Así nació la participación de ECPSA, una firma que terminaría marcando el punto de quiebre para los trabajadores.

La gestión se fue deteriorando. En 2021, la empresa cambió de dueños y, según los empleados, comenzaron los desmanejos: gastos sin sentido, falta de conocimiento técnico y deudas crecientes con contratistas y personal. Un año después, ECPSA entró en concurso preventivo y la producción se desplomó.


 Dos años sin estabilidad ni sueldos

El conflicto explotó en 2023. Los sueldos dejaron de pagarse con regularidad y la nueva conducción de la empresa desapareció del radar.

“Nos quedamos en el campo sin cobrar, sin tareas y sin respuestas. Nos decían que si nos íbamos era con causa”, relata Vallejos, quien aún espera los haberes adeudados.

A mediados de ese año, apareció un grupo empresario de Buenos Aires que anunció su desembarco. Prometieron reactivar el área, pagaron parte de lo adeudado y subieron la producción sin realizar inversiones reales. “Duró poco —recuerda Vallejos—, porque sin mantenimiento ni equipos no se puede producir. En el petróleo, si no invertís, el pozo muere.”

En diciembre de 2023, una disputa judicial entre las anteriores autoridades derivó en la prohibición de ingreso al área. Desde entonces, los trabajadores quedaron nuevamente en el aire, sin ingresos ni conducción definida.

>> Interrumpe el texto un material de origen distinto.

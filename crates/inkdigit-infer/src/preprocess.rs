use crate::InferError;
use inkdigit_base::{Tensor, Vec2};
use inkdigit_image::{GrayscaleImage, RasterImage, encode_bmp, resize, to_grayscale};
use std::path::PathBuf;

/// Target image size and polarity for the preprocessor.
#[derive(Debug, Clone, Copy, PartialEq)]
pub struct PreprocessConfig {
    pub width: usize,
    pub height: usize,
    /// Map samples to `255 - s` before normalizing (for white-on-black models).
    pub invert: bool,
}

impl Default for PreprocessConfig {
    fn default() -> Self {
        Self {
            width: 28,
            height: 28,
            invert: false,
        }
    }
}

/// Receives the intermediate grayscale image of every request.
pub trait DiagnosticSink {
    fn inspect(&mut self, image: &GrayscaleImage);
}

/// Writes the intermediate image to `path` as BMP, overwriting it each time.
///
/// Failures are logged and otherwise ignored.
pub struct BmpDump {
    path: PathBuf,
}

impl BmpDump {
    pub fn new(path: impl Into<PathBuf>) -> Self {
        Self { path: path.into() }
    }

    pub fn path(&self) -> &std::path::Path {
        &self.path
    }
}

impl DiagnosticSink for BmpDump {
    fn inspect(&mut self, image: &GrayscaleImage) {
        let written = encode_bmp(image)
            .map_err(|e| e.to_string())
            .and_then(|bytes| std::fs::write(&self.path, bytes).map_err(|e| e.to_string()));
        match written {
            Ok(()) => log::debug!("wrote diagnostic bitmap to {}", self.path.display()),
            Err(e) => log::warn!(
                "failed to write diagnostic bitmap to {}: {e}",
                self.path.display()
            ),
        }
    }
}

/// Row-major flatten of a `[H, W]` or `[H, W, 1]` sample grid into a
/// `[1, 1, H, W]` tensor, each sample divided by 255.
pub fn flatten<T: Copy + Into<f32>>(samples: &Tensor<T>) -> Result<Tensor<f32>, InferError> {
    let (height, width) = match samples.shape.as_slice() {
        [h, w] | [h, w, 1] => (*h, *w),
        _ => {
            return Err(InferError::ShapeMismatch {
                expected: "[H, W] or [H, W, 1]".to_string(),
                got: format!("{:?}", samples.shape),
            });
        }
    };

    let mut data = Vec::with_capacity(height * width);
    for row in 0..height {
        for col in 0..width {
            let sample: f32 = samples.data[row * width + col].into();
            data.push(sample / 255.0);
        }
    }

    Ok(Tensor::new(vec![1, 1, height, width], data)?)
}

/// Turns a captured raster into the model's input tensor.
///
/// Resize (bicubic) → luminance (BT.601, once) → optional inversion →
/// flatten/normalize. The result has `width * height` values in `[0, 1]`.
pub struct Preprocessor {
    config: PreprocessConfig,
    sink: Option<Box<dyn DiagnosticSink>>,
}

impl Preprocessor {
    pub fn new(config: PreprocessConfig) -> Result<Self, InferError> {
        if config.width == 0 || config.height == 0 {
            return Err(InferError::InvalidDimensions {
                width: config.width,
                height: config.height,
            });
        }
        Ok(Self { config, sink: None })
    }

    pub fn with_diagnostic_sink(mut self, sink: Box<dyn DiagnosticSink>) -> Self {
        self.sink = Some(sink);
        self
    }

    pub fn config(&self) -> &PreprocessConfig {
        &self.config
    }

    pub fn target_size(&self) -> Vec2<usize> {
        Vec2::new(self.config.width, self.config.height)
    }

    /// Resize and convert to the grayscale image the model will see.
    pub fn grayscale(&self, raster: &RasterImage) -> Result<GrayscaleImage, InferError> {
        let resized = resize(raster, self.target_size())?;
        let gray = to_grayscale(&resized);
        Ok(if self.config.invert { gray.inverted() } else { gray })
    }

    pub fn preprocess(&mut self, raster: &RasterImage) -> Result<Tensor<f32>, InferError> {
        let gray = self.grayscale(raster)?;
        if let Some(sink) = self.sink.as_mut() {
            sink.inspect(&gray);
        }
        flatten(&gray.to_tensor()?)
    }
}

 La intervención de Hidenesa: esperanza a medias

En agosto de 2024, tras gestiones del Ministerio de Energía y Recursos Naturales de Neuquén, la Secretaría de Hidrocarburos y el Municipio de Picún Leufú, se resolvió colocar el área bajo administración temporal de Hidenesa S.A., la empresa estatal de energía.

El acuerdo judicial buscaba normalizar la situación de los empleados y garantizar el pago de los salarios atrasados. Pero con el correr de los meses, las promesas volvieron a diluirse. Los pagos se tornaron irregulares, parciales y sin fecha fija, según denunciaron los trabajadores a Vacamuertaonline.com.ar.

Cansados de los incumplimientos, en septiembre pasado decidieron cerrar el acceso al yacimiento para exigir definiciones concretas y una nueva licitación del bloque.

“Seguimos en la misma situación que hace dos años: esperando cobrar y que alguien se haga cargo de El Sauce”, resume el vocero del grupo.


 Un símbolo del olvido energético

Mientras Neuquén bate récords de producción gracias a Vaca Muerta, en los márgenes del mapa hidrocarburífero hay realidades que muestran la otra cara del boom petrolero. El Sauce es hoy un reflejo del abandono que viven las áreas maduras y sus trabajadores: pozos inactivos, sueldos en el aire y familias que siguen sosteniendo el yacimiento con su propia presencia.

En tiempos donde se habla de inversiones récord y de expansión energética, los trabajadores de El Sauce recuerdan que ninguna producción vale más que la dignidad de quienes la hacen posible.